For Most Disgusting Locality
Okay, in a land of pit toilets and minimal – if any – sewerage, there are many contenders for this award, but as a beach-loving Australian, I feel I have no alternative but to present the Golden Toilet Brush to Korle Lagoon and immediate environs, including the beach. Korle Lagoon could be a gorgeous place, but apparently all Accra’s sewerage ends up there, and an abattoir drains into it, and who knows what else. I couldn’t go past without covering my nose and mouth. The first time I saw it I nearly wept, it seemed sacrilege to so abuse a waterfront. Perhaps it’s worse at the moment because they are dredging it to open it up to the sea, or so I was told. They are also building a new bridge there. I have seen some indication online that an ecological restoration project is underway, so maybe this is just the bit where it gets worse before getting better.
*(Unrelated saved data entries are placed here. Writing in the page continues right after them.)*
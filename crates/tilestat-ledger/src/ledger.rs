//! Counting combinations of bucketed values

use ordered_float::OrderedFloat;
use serde::{Deserialize, Serialize};
use std::collections::BTreeMap;
use std::fmt;
use tilestat_bucketing::{check_ranges, intersects_any, BucketingStrategy};
use tilestat_core::{is_valid, Error, Foldable, Result};

type Key = Vec<OrderedFloat<f64>>;

/// Counts occurrences of combinations of values, one bucketing strategy per
/// dimension
///
/// Each component of a sample is replaced by the lower bound of its bucket
/// and the resulting tuple is counted. A missing (non-finite) component is
/// recorded as NaN in its position, so partially missing samples are still
/// counted; samples with every component missing are skipped.
///
/// Counts live in a slab indexed from the key map. Neighbouring pixels of a
/// raster scan often share a combination, so the last combination and its
/// slot are remembered and a repeat skips the map lookup.
#[derive(Debug, Clone, Default, Serialize, Deserialize)]
#[serde(into = "LedgerRecord", try_from = "LedgerRecord")]
pub struct Ledger {
    strategies: Vec<BucketingStrategy>,
    entries: BTreeMap<Key, usize>,
    counts: Vec<u64>,
    // bucketed form of the sample being added, reused across calls
    scratch: Key,
    // last combination added and its slot in `counts`
    last: Key,
    current: Option<usize>,
}

impl PartialEq for Ledger {
    fn eq(&self, other: &Self) -> bool {
        self.strategies == other.strategies && self.rows().eq(other.rows())
    }
}

fn to_key(components: &[f64]) -> Key {
    components.iter().map(|&v| OrderedFloat(v)).collect()
}

fn from_key(key: &[OrderedFloat<f64>]) -> Vec<f64> {
    key.iter().map(|v| v.0).collect()
}

impl Ledger {
    /// Create an empty ledger with one strategy per dimension
    pub fn new(strategies: Vec<BucketingStrategy>) -> Self {
        log::debug!("ledger with {} dimensions", strategies.len());
        Self::with_entries(strategies, BTreeMap::new())
    }

    /// Create a ledger from one descriptor per dimension
    pub fn from_descriptors<S: AsRef<str>>(descriptors: &[S]) -> Result<Self> {
        let strategies = descriptors
            .iter()
            .map(|d| BucketingStrategy::from_descriptor(d.as_ref()))
            .collect::<Result<Vec<_>>>()?;
        Ok(Self::new(strategies))
    }

    fn with_entries(strategies: Vec<BucketingStrategy>, entries: BTreeMap<Key, u64>) -> Self {
        let mut counts = Vec::with_capacity(entries.len());
        let entries = entries
            .into_iter()
            .map(|(key, count)| {
                counts.push(count);
                (key, counts.len() - 1)
            })
            .collect();
        Self {
            strategies,
            entries,
            counts,
            scratch: Vec::new(),
            last: Vec::new(),
            current: None,
        }
    }

    fn rows(&self) -> impl Iterator<Item = (&Key, u64)> + '_ {
        self.entries.iter().map(|(key, &slot)| (key, self.counts[slot]))
    }

    pub fn strategies(&self) -> &[BucketingStrategy] {
        &self.strategies
    }

    /// Number of dimensions
    pub fn arity(&self) -> usize {
        self.strategies.len()
    }

    /// Count one sample
    ///
    /// Fails when the sample does not have one component per dimension.
    pub fn add(&mut self, components: &[f64]) -> Result<()> {
        if components.len() != self.strategies.len() {
            return Err(Error::size_mismatch(
                self.strategies.len(),
                components.len(),
                "ledger sample",
            ));
        }
        if !components.iter().any(|&v| is_valid(v)) {
            return Ok(());
        }

        self.scratch.clear();
        for (strategy, &value) in self.strategies.iter().zip(components) {
            let bucketed = if is_valid(value) {
                strategy.compute_bucket_bounds(value).0
            } else {
                f64::NAN
            };
            self.scratch.push(OrderedFloat(bucketed));
        }

        if let Some(slot) = self.current {
            if self.scratch == self.last {
                self.counts[slot] += 1;
                return Ok(());
            }
        }

        let slot = match self.entries.get(self.scratch.as_slice()) {
            Some(&slot) => slot,
            None => {
                log::trace!("new ledger combination {:?}", from_key(&self.scratch));
                let slot = self.counts.len();
                self.counts.push(0);
                self.entries.insert(self.scratch.clone(), slot);
                slot
            }
        };
        self.counts[slot] += 1;
        std::mem::swap(&mut self.last, &mut self.scratch);
        self.current = Some(slot);
        Ok(())
    }

    /// Combine with a ledger accumulated over other samples
    ///
    /// A ledger with neither strategies nor entries adopts the strategies of
    /// the other operand. Otherwise the strategies must be equal.
    pub fn fold(&self, other: &Ledger) -> Result<Ledger> {
        if self.is_blank() {
            return Ok(other.fresh_copy());
        }
        if other.is_blank() {
            return Ok(self.fresh_copy());
        }
        if self.strategies != other.strategies {
            let ours = format!("{:?}", self.descriptors());
            let theirs = format!("{:?}", other.descriptors());
            log::warn!("refusing to fold ledgers with strategies {ours} and {theirs}");
            return Err(Error::incompatible_strategies("Ledger fold", &ours, &theirs));
        }

        let mut entries = self.count_map();
        for (key, count) in other.rows() {
            *entries.entry(key.clone()).or_insert(0) += count;
        }
        Ok(Ledger::with_entries(self.strategies.clone(), entries))
    }

    fn count_map(&self) -> BTreeMap<Key, u64> {
        self.rows().map(|(key, count)| (key.clone(), count)).collect()
    }

    fn fresh_copy(&self) -> Ledger {
        Ledger::with_entries(self.strategies.clone(), self.count_map())
    }

    fn is_blank(&self) -> bool {
        self.strategies.is_empty() && self.entries.is_empty()
    }

    /// Descriptors of the dimension strategies
    pub fn descriptors(&self) -> Vec<String> {
        self.strategies.iter().map(BucketingStrategy::descriptor).collect()
    }

    /// Count recorded for a bucketed combination (lower bounds, NaN for missing)
    pub fn get(&self, key: &[f64]) -> u64 {
        self.entries
            .get(to_key(key).as_slice())
            .map(|&slot| self.counts[slot])
            .unwrap_or(0)
    }

    /// Number of distinct combinations
    pub fn len(&self) -> usize {
        self.entries.len()
    }

    pub fn is_empty(&self) -> bool {
        self.entries.is_empty()
    }

    /// Number of samples counted
    pub fn total_count(&self) -> u64 {
        self.counts.iter().sum()
    }

    /// Largest count of any combination
    pub fn max_count(&self) -> Option<u64> {
        self.counts.iter().copied().max()
    }

    /// Smallest count of any combination
    pub fn min_count(&self) -> Option<u64> {
        self.counts.iter().copied().min()
    }

    /// Largest non-missing key component in a column
    pub fn max_key(&self, column: usize) -> Option<f64> {
        self.column_values(column).fold(None, |acc, v| match acc {
            Some(m) if m >= v => Some(m),
            _ => Some(v),
        })
    }

    /// Smallest non-missing key component in a column
    pub fn min_key(&self, column: usize) -> Option<f64> {
        self.column_values(column).fold(None, |acc, v| match acc {
            Some(m) if m <= v => Some(m),
            _ => Some(v),
        })
    }

    fn column_values(&self, column: usize) -> impl Iterator<Item = f64> + '_ {
        self.entries
            .keys()
            .filter_map(move |k| k.get(column))
            .map(|v| v.0)
            .filter(|v| !v.is_nan())
    }

    /// Iterate over `(combination, count)` pairs in key order
    pub fn entries(&self) -> impl Iterator<Item = (Vec<f64>, u64)> + '_ {
        self.rows().map(|(k, c)| (from_key(k), c))
    }

    fn check_column(&self, column: usize) -> Result<()> {
        if column >= self.strategies.len() {
            return Err(Error::InvalidInput(format!(
                "column {column} out of range for a ledger with {} dimensions",
                self.strategies.len()
            )));
        }
        Ok(())
    }

    /// Keep only the given columns, summing rows that become identical
    pub fn filter_columns(&self, columns: &[usize]) -> Result<Ledger> {
        for &column in columns {
            self.check_column(column)?;
        }

        let strategies = columns.iter().map(|&i| self.strategies[i].clone()).collect();
        let mut entries = BTreeMap::new();
        for (key, count) in self.rows() {
            let projected: Key = columns.iter().map(|&i| key[i]).collect();
            *entries.entry(projected).or_insert(0) += count;
        }
        Ok(Ledger::with_entries(strategies, entries))
    }

    /// Keep only rows whose component in `column` is one of `ids`
    ///
    /// A NaN id selects rows where the component is missing.
    pub fn filter_rows(&self, column: usize, ids: &[f64]) -> Result<Ledger> {
        self.check_column(column)?;
        let ids: Vec<OrderedFloat<f64>> = ids.iter().map(|&v| OrderedFloat(v)).collect();
        Ok(self.retain_rows(|key| ids.contains(&key[column])))
    }

    /// Keep only rows whose bucket in `column` overlaps one of the ranges
    /// `[lower[i], upper[i])`
    ///
    /// Rows with a missing component in `column` never match.
    pub fn filter_rows_by_range(&self, column: usize, lower: &[f64], upper: &[f64]) -> Result<Ledger> {
        self.check_column(column)?;
        check_ranges(lower, upper)?;

        let strategy = &self.strategies[column];
        Ok(self.retain_rows(|key| {
            let component = key[column].0;
            if component.is_nan() {
                return false;
            }
            intersects_any(strategy.compute_bucket_bounds(component), lower, upper)
        }))
    }

    fn retain_rows<F: Fn(&Key) -> bool>(&self, keep: F) -> Ledger {
        let entries = self
            .rows()
            .filter(|(k, _)| keep(k))
            .map(|(k, c)| (k.clone(), c))
            .collect();
        Ledger::with_entries(self.strategies.clone(), entries)
    }
}

impl Foldable for Ledger {
    fn fold(&self, other: &Self) -> Result<Self> {
        Ledger::fold(self, other)
    }
}

impl fmt::Display for Ledger {
    fn fmt(&self, f: &mut fmt::Formatter<'_>) -> fmt::Result {
        write!(f, "Ledger({}x{})", self.arity(), self.len())
    }
}

/// Persisted form of a [`Ledger`]: missing components are stored as `None`
#[derive(Debug, Clone, Serialize, Deserialize)]
struct LedgerRecord {
    strategies: Vec<BucketingStrategy>,
    entries: Vec<LedgerRow>,
}

#[derive(Debug, Clone, Serialize, Deserialize)]
struct LedgerRow {
    key: Vec<Option<f64>>,
    count: u64,
}

impl From<Ledger> for LedgerRecord {
    fn from(ledger: Ledger) -> Self {
        let entries = ledger
            .rows()
            .map(|(key, count)| LedgerRow {
                key: key.iter().map(|v| (!v.0.is_nan()).then_some(v.0)).collect(),
                count,
            })
            .collect();
        Self {
            strategies: ledger.strategies,
            entries,
        }
    }
}

impl TryFrom<LedgerRecord> for Ledger {
    type Error = Error;

    fn try_from(record: LedgerRecord) -> Result<Self> {
        let arity = record.strategies.len();
        let mut entries = BTreeMap::new();
        for row in record.entries {
            if row.key.len() != arity {
                return Err(Error::size_mismatch(arity, row.key.len(), "ledger row"));
            }
            let key: Key = row
                .key
                .iter()
                .map(|v| OrderedFloat(v.unwrap_or(f64::NAN)))
                .collect();
            *entries.entry(key).or_insert(0) += row.count;
        }
        Ok(Ledger::with_entries(record.strategies, entries))
    }
}
//! Sample validity and conversion
//!
//! Raster bands mark missing pixels either with a non-finite value or with a
//! nodata sentinel. Every aggregate skips such samples silently.

use num_traits::ToPrimitive;

/// Check whether a sample should contribute to an aggregate
#[inline]
pub fn is_valid(value: f64) -> bool {
    value.is_finite()
}

/// Convert a band sample of any numeric type to `f64`
///
/// Values that cannot be represented come back as NaN, which every
/// aggregate treats as missing.
#[inline]
pub fn to_sample<T: ToPrimitive>(value: T) -> f64 {
    value.to_f64().unwrap_or(f64::NAN)
}

/// Maps raw band samples to `f64`, blanking the nodata sentinel
#[derive(Debug, Clone, Copy, Default, PartialEq)]
pub struct SampleFilter {
    nodata: Option<f64>,
}

impl SampleFilter {
    /// Create a filter with an optional nodata sentinel
    ///
    /// A non-finite sentinel is ignored, since such values are skipped
    /// anyway.
    pub fn new(nodata: Option<f64>) -> Self {
        Self {
            nodata: nodata.filter(|v| v.is_finite()),
        }
    }

    /// The configured sentinel
    pub fn nodata(&self) -> Option<f64> {
        self.nodata
    }

    /// Convert a sample, returning NaN for nodata and unrepresentable values
    #[inline]
    pub fn apply<T: ToPrimitive>(&self, value: T) -> f64 {
        let v = to_sample(value);
        match self.nodata {
            Some(nodata) if v == nodata => f64::NAN,
            _ => v,
        }
    }

    /// Convert a sample and keep it only if valid
    #[inline]
    pub fn accept<T: ToPrimitive>(&self, value: T) -> Option<f64> {
        let v = self.apply(value);
        is_valid(v).then_some(v)
    }
}
//! Core traits shared by all aggregates

use crate::Result;

/// An aggregate that can be merged with another instance of itself
///
/// `fold` combines two aggregates built over disjoint sets of samples into a
/// new aggregate equivalent to one built over their union. Operands are
/// never modified and the result shares no state with them.
///
/// Implementations must be commutative and associative up to floating point
/// rounding, so that a left fold over partitions and a balanced tree
/// reduction give the same answer. An error is returned only when the
/// operands are provably incompatible (different bucketing strategies,
/// different component counts).
pub trait Foldable: Sized {
    /// Merge `self` with `other` into a new aggregate
    fn fold(&self, other: &Self) -> Result<Self>;
}
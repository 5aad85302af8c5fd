//! Core traits and types for foldable raster statistics
//!
//! This crate provides the building blocks shared by every tilestat
//! aggregate: the [`Foldable`] merge contract, the [`ScalarStats`] running
//! statistics, sample validity rules and reduction helpers that combine
//! per-partition partials.
//!
//! # Design Philosophy
//!
//! - **One pass per partition**: aggregates are updated in place, one sample
//!   at a time, in O(1) memory per statistic
//! - **Pure folds**: merging two partials never mutates either operand
//! - **Associative**: sequential and tree reductions agree up to rounding
//!
//! # Example
//!
//! ```rust
//! use tilestat_core::{fold_tree, ScalarStats};
//!
//! let partials: Vec<ScalarStats> = (0..4)
//!     .map(|p| {
//!         let mut stats = ScalarStats::new();
//!         for i in 0..100 {
//!             stats.update((p * 100 + i) as f64);
//!         }
//!         stats
//!     })
//!     .collect();
//!
//! let total = fold_tree(&partials).unwrap().unwrap();
//! assert_eq!(total.count(), 400);
//! assert_eq!(total.max(), 399.0);
//! ```

pub mod error;
pub mod reduce;
pub mod sample;
pub mod stats;
pub mod traits;

// Re-export core types
pub use error::{Error, Result};
pub use reduce::{fold_sequential, fold_tree};
#[cfg(feature = "parallel")]
pub use reduce::fold_tree_parallel;
pub use sample::{is_valid, to_sample, SampleFilter};
pub use stats::ScalarStats;
pub use traits::Foldable;

// Version information
pub const VERSION: &str = env!("CARGO_PKG_VERSION");

/// Prelude module for convenient imports
pub mod prelude {
    pub use crate::error::Error;
    pub use crate::{fold_sequential, fold_tree, Foldable, Result, ScalarStats, SampleFilter};

    #[cfg(feature = "parallel")]
    pub use crate::fold_tree_parallel;
}
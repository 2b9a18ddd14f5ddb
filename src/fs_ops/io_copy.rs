//! Streaming copy used by the cross-device move fallback.
//!
//! - Writes to a newly created destination file (O_EXCL semantics; never clobbers).
//! - Buffered I/O with 1 MiB buffers.
//! - The destination is fsynced before returning.
//!
//! Snapshot semantics: the source is read once from start to EOF. Callers
//! compare the returned byte count against the source length to detect a
//! file that changed size during the copy.

use std::fs::{File, OpenOptions};
use std::io::{self, BufReader, BufWriter, Write};
use std::path::Path;

const BUF_SIZE: usize = 1024 * 1024;

/// Copy `src` -> `dst` and sync it to stable storage. Returns bytes written.
pub(super) fn copy_streaming(src: &Path, dst: &Path) -> io::Result<u64> {
    let src_f = File::open(src)?;
    let dst_f = OpenOptions::new().write(true).create_new(true).open(dst)?;

    let mut reader = BufReader::with_capacity(BUF_SIZE, src_f);
    let mut writer = BufWriter::with_capacity(BUF_SIZE, dst_f);
    let bytes = io::copy(&mut reader, &mut writer)?;
    writer.flush()?;
    writer.get_ref().sync_all()?;
    Ok(bytes)
}

#[cfg(test)]
mod tests {
    use super::*;
    use std::fs;
    use tempfile::tempdir;

    #[test]
    fn copy_small_file_ok() {
        let dir = tempdir().unwrap();
        let src = dir.path().join("src.txt");
        let dst = dir.path().join("dst.txt");
        fs::write(&src, b"hello world").unwrap();

        let n = copy_streaming(&src, &dst).unwrap();
        assert_eq!(n, 11);
        assert_eq!(fs::read(&dst).unwrap(), b"hello world");
    }

    #[test]
    fn copy_zero_length_ok() {
        let dir = tempdir().unwrap();
        let src = dir.path().join("empty");
        let dst = dir.path().join("out");
        File::create(&src).unwrap();

        assert_eq!(copy_streaming(&src, &dst).unwrap(), 0);
        assert_eq!(fs::metadata(&dst).unwrap().len(), 0);
    }

    #[test]
    fn fails_if_dest_exists() {
        let dir = tempdir().unwrap();
        let src = dir.path().join("src");
        let dst = dir.path().join("dst");
        fs::write(&src, b"data").unwrap();
        fs::write(&dst, b"x").unwrap();

        let err = copy_streaming(&src, &dst).unwrap_err();
        assert_eq!(err.kind(), io::ErrorKind::AlreadyExists);
        assert_eq!(fs::read(&dst).unwrap(), b"x");
    }

    #[test]
    fn large_file_crosses_buffer_boundaries() {
        let dir = tempdir().unwrap();
        let src = dir.path().join("big.bin");
        let dst = dir.path().join("big.out");
        let size = 2 * BUF_SIZE + 123;
        let data: Vec<u8> = (0..size).map(|i| (i % 251) as u8).collect();
        fs::write(&src, &data).unwrap();

        assert_eq!(copy_streaming(&src, &dst).unwrap() as usize, size);
        assert_eq!(fs::read(&dst).unwrap(), data);
    }
}
use assert_fs::prelude::*;
use std::process::Command;

/// Binary with the config pointed at a file that does not exist, so the
/// user's own config never leaks into the test.
fn bin(cfg_dir: &std::path::Path) -> Command {
    let mut cmd = Command::new(assert_cmd::cargo::cargo_bin!("bulk_relocate"));
    cmd.env("BULK_RELOCATE_CONFIG", cfg_dir.join("absent.xml"));
    cmd
}

#[test]
fn binary_print_config_succeeds() {
    let td = assert_fs::TempDir::new().unwrap();
    let out = bin(td.path()).arg("--print-config").output().expect("spawn binary");
    assert!(out.status.success(), "binary should succeed with --print-config");
    assert!(String::from_utf8_lossy(&out.stdout).contains("absent.xml"));
}

#[test]
fn strip_with_yes_renames() {
    let td = assert_fs::TempDir::new().unwrap();
    td.child("a_tmp.txt").touch().unwrap();
    td.child("b_TMP.txt").touch().unwrap();
    let out = bin(td.path())
        .args(["--yes", "strip"])
        .arg(td.path())
        .arg("tmp")
        .output()
        .expect("spawn binary");
    assert!(out.status.success(), "stderr: {}", String::from_utf8_lossy(&out.stderr));
    assert!(td.path().join("a.txt").exists());
    assert!(td.path().join("b.txt").exists());
    let stdout = String::from_utf8_lossy(&out.stdout);
    assert!(stdout.contains("Moved: a_tmp.txt -> a.txt"), "stdout: {stdout}");
}

#[test]
fn dry_run_leaves_files_alone() {
    let td = assert_fs::TempDir::new().unwrap();
    td.child("clip.mp4").touch().unwrap();
    let target = td.path().join("videos");
    let out = bin(td.path())
        .args(["--dry-run", "collect"])
        .arg(td.path())
        .arg(".mp4")
        .arg(&target)
        .output()
        .expect("spawn binary");
    assert!(out.status.success());
    assert!(td.path().join("clip.mp4").exists());
    assert!(!target.exists());
    assert!(String::from_utf8_lossy(&out.stdout).contains("clip.mp4 ->"));
}

#[test]
fn declined_prompt_changes_nothing() {
    let td = assert_fs::TempDir::new().unwrap();
    td.child("IMG_1.jpg").touch().unwrap();
    let mut cmd = assert_cmd::Command::new(assert_cmd::cargo::cargo_bin!("bulk_relocate"));
    cmd.env("BULK_RELOCATE_CONFIG", td.path().join("absent.xml"))
        .arg("group")
        .arg(td.path())
        .arg("img")
        .arg("photos")
        .write_stdin("n\n")
        .assert()
        .success();
    assert!(td.path().join("IMG_1.jpg").exists());
    assert!(!td.path().join("photos").exists());
}

#[test]
fn json_logs_go_to_stderr() {
    let td = assert_fs::TempDir::new().unwrap();
    td.child("x_old.txt").touch().unwrap();
    let out = bin(td.path())
        .args(["--yes", "--json", "strip"])
        .arg(td.path())
        .arg("old")
        .output()
        .expect("spawn binary");
    assert!(out.status.success());
    let stderr = String::from_utf8_lossy(&out.stderr);
    let events: Vec<serde_json::Value> = stderr
        .lines()
        .filter(|l| l.starts_with('{'))
        .map(|l| serde_json::from_str(l).expect("json log line"))
        .collect();
    assert!(
        events.iter().any(|e| e["fields"]["message"] == "Relocated file"),
        "stderr: {stderr}"
    );
    assert!(!String::from_utf8_lossy(&out.stdout).contains("\"level\""));
}

#[test]
fn failures_give_nonzero_exit() {
    let td = assert_fs::TempDir::new().unwrap();
    let missing = bin(td.path())
        .args(["--yes", "strip"])
        .arg(td.path().join("missing"))
        .arg("x")
        .output()
        .expect("spawn binary");
    assert!(!missing.status.success(), "missing root should fail");

    td.child("tmp.txt").touch().unwrap();
    let empty = bin(td.path())
        .args(["--yes", "strip"])
        .arg(td.path())
        .arg("tmp")
        .output()
        .expect("spawn binary");
    assert!(!empty.status.success(), "empty result should fail the run");
    assert!(td.path().join("tmp.txt").exists());
}

#[test]
fn init_config_writes_template_once() {
    let td = assert_fs::TempDir::new().unwrap();
    let cfg = td.path().join("conf").join("config.xml");
    let first = Command::new(assert_cmd::cargo::cargo_bin!("bulk_relocate"))
        .env("BULK_RELOCATE_CONFIG", &cfg)
        .arg("--init-config")
        .output()
        .expect("spawn binary");
    assert!(first.status.success());
    assert!(std::fs::read_to_string(&cfg).unwrap().contains("<config>"));

    let second = Command::new(assert_cmd::cargo::cargo_bin!("bulk_relocate"))
        .env("BULK_RELOCATE_CONFIG", &cfg)
        .arg("--init-config")
        .output()
        .expect("spawn binary");
    assert!(!second.status.success(), "existing config must not be overwritten");
}
//! XML configuration support.
//! - Loads settings from config.xml (quick_xml + serde).
//! - Writes a commented template on request.
//!
//! Notes:
//! - A missing file is not an error; defaults apply.
//! - Unknown XML fields are rejected so typos surface instead of being ignored.

use anyhow::{Context, Result, bail};
use quick_xml::de::from_str as from_xml_str;
use serde::Deserialize;
use std::fs;
use std::io::Write;
use std::path::{Path, PathBuf};
use tracing::{debug, info};

use crate::scan::DEFAULT_MAX_DEPTH;
use crate::types::CaseHandling;

use super::paths::{default_config_path, path_has_symlink_ancestor};
use super::types::{Config, LogLevel};

/// Struct mirroring the XML config for deserialization.
#[derive(Debug, Deserialize)]
#[serde(rename = "config")]
#[serde(deny_unknown_fields)]
struct XmlConfig {
    log_level: Option<String>,
    log_file: Option<String>,
    case: Option<String>,
    collect_base: Option<String>,
    #[serde(default, deserialize_with = "de_usize_trimmed_opt")]
    max_depth: Option<usize>,
    preserve_metadata: Option<bool>,
}

// Optional usize with surrounding whitespace trimmed; an empty element means
// unset, anything else that is not a number is an error.
fn de_usize_trimmed_opt<'de, D>(deserializer: D) -> Result<Option<usize>, D::Error>
where
    D: serde::Deserializer<'de>,
{
    let opt: Option<String> = Option::deserialize(deserializer)?;
    opt.as_deref()
        .map(str::trim)
        .filter(|s| !s.is_empty())
        .map(|s| {
            s.parse::<usize>()
                .map_err(|e| serde::de::Error::custom(format!("invalid max_depth '{s}': {e}")))
        })
        .transpose()
}

fn non_empty_path(s: Option<&str>) -> Option<PathBuf> {
    s.map(str::trim).filter(|t| !t.is_empty()).map(PathBuf::from)
}

// Map XmlConfig -> Config, starting from defaults
fn xml_to_config(parsed: XmlConfig) -> Result<Config> {
    let mut cfg = Config::default();

    if let Some(s) = parsed.log_level.as_deref() {
        cfg.log_level = s
            .trim()
            .parse::<LogLevel>()
            .map_err(anyhow::Error::msg)?;
    }
    cfg.log_file = non_empty_path(parsed.log_file.as_deref());
    if let Some(s) = parsed.case.as_deref() {
        cfg.case = s.parse::<CaseHandling>().map_err(anyhow::Error::msg)?;
    }
    if let Some(p) = non_empty_path(parsed.collect_base.as_deref()) {
        cfg.collect_base = Some(p);
    }
    if let Some(depth) = parsed.max_depth {
        if depth == 0 {
            bail!("max_depth must be at least 1");
        }
        cfg.max_depth = depth;
    }
    cfg.preserve_metadata = parsed.preserve_metadata.unwrap_or(false);
    Ok(cfg)
}

/// Load a Config from a specific XML file path.
pub fn load_config_from_xml_path(path: &Path) -> Result<Config> {
    let contents = fs::read_to_string(path)
        .with_context(|| format!("read config xml '{}'", path.display()))?;
    let parsed: XmlConfig = from_xml_str(&contents)
        .with_context(|| format!("parse config xml '{}'", path.display()))?;
    xml_to_config(parsed).with_context(|| format!("invalid value in config xml '{}'", path.display()))
}

/// Load the config from `$BULK_RELOCATE_CONFIG` or the default location.
/// Returns Ok(None) if the file does not exist.
pub fn load_config() -> Result<Option<Config>> {
    let Some(path) = default_config_path() else {
        debug!("no config directory available; using defaults");
        return Ok(None);
    };
    if !path.exists() {
        debug!(path = %path.display(), "no config file; using defaults");
        return Ok(None);
    }
    load_config_from_xml_path(&path).map(Some)
}

/// Write a commented template config. Refuses to overwrite an existing
/// file or to write through a symlinked ancestor.
pub fn create_template_config(path: &Path) -> Result<()> {
    if path_has_symlink_ancestor(path)? {
        bail!(
            "Refusing to create config: ancestor of {} is a symlink",
            path.display()
        );
    }
    if let Some(parent) = path.parent() {
        fs::create_dir_all(parent)
            .with_context(|| format!("create config directory '{}'", parent.display()))?;
    }

    let content = format!(
        "<!--\n  bulk_relocate configuration (XML)\n\n    log_level          -> quiet | normal | info | debug\n    log_file           -> path to a log file (optional)\n    case               -> lowercase | preserve (names produced by `strip`)\n    collect_base       -> base directory for relative `collect` folders\n    max_depth          -> recursion bound for recursive scans\n    preserve_metadata  -> copy permissions + timestamps on cross-device moves\n\n  CLI flags override these values.\n-->\n<config>\n  <log_level>normal</log_level>\n  <case>lowercase</case>\n  <max_depth>{}</max_depth>\n  <preserve_metadata>false</preserve_metadata>\n</config>\n",
        DEFAULT_MAX_DEPTH
    );

    let mut f = fs::OpenOptions::new()
        .write(true)
        .create_new(true)
        .open(path)
        .with_context(|| format!("create config file '{}'", path.display()))?;
    f.write_all(content.as_bytes())
        .with_context(|| format!("write config file '{}'", path.display()))?;

    info!("Created template config at {}", path.display());
    Ok(())
}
I hope so. I hope one day the water is clear and clean, and people go there to enjoy waterside parklands and promenades.
Most beaches in Accra double as toilets and this, combined with the plastic flotsam and jetsam and the dirty outflow from the lagoon, makes the neighbouring beach look and smell like a rubbish dump. Before you get too upset about the toilet function, bear in mind that people living in the area may have no other choice, and in fact it might be the most hygenic option for residents of a slum district where toilets of any kind may be rare, and those that are there are probably not very clean. A recent New Internationalist revealed that Ghana is one of the countries in the world with the least access to sanitation.
So that’s almost it for the Ghana Awards. Let’s end on a lighter note.
For Most Death-Defying Restroom
Okay, restroom is not a word you’d ever hear used in Ghana. Ghanaians don’t appear to really get into euphemisms for bodily functions. If you want to urinate, you say so. And if you need to go to the loo, use the ladies or powder your nose, you have to make it quite clear what kind of facility you need, because urination and defecation are generally kept separate in Ghana. I think this separation is a good idea, and my opinion is confirmed by the New Internationalist’s special toilet issue (see link above), but when push comes to shove, it’s a bit embarrassing having to disclose to a complete stranger (e.g. a waiter in a restaurant) exactly which facility you need. I like to think of myself as a relaxed, broadminded kind of a person, but I had to learn not to squirm when asking fot the nearest urinal or – if I needed to do, you know, that other thing, an actual toilet.
Every traveller to third world countries has a range of scary toilet stories to tell, and we nearly all bear the emotional scars of excreta-related illness. ActionMan is still battling the runs as I write. But my award goes not to bacteria-infested pits but to a very clean urinal in Bolgatanga that brought a whole new meaning to the concept of long drop. Horizontal void. The roofless wooden shack housing the ladies urinal at Bolga market was balanced over an open drain about two metres deep. I entered the – er, cubicle – to find that it only had half a floor. Usually such places have a narrow hole and you can place your feet either side. This had a one metre gap in the floor which no human being could possibly straddle. If, as many women in Ghana do, you can wee standing up, it wasn’t really an obstacle to relief. I think. But otherwise it’s a bit scary for anyone with balance problems or a fear of heights. And I paid five pesewas for that!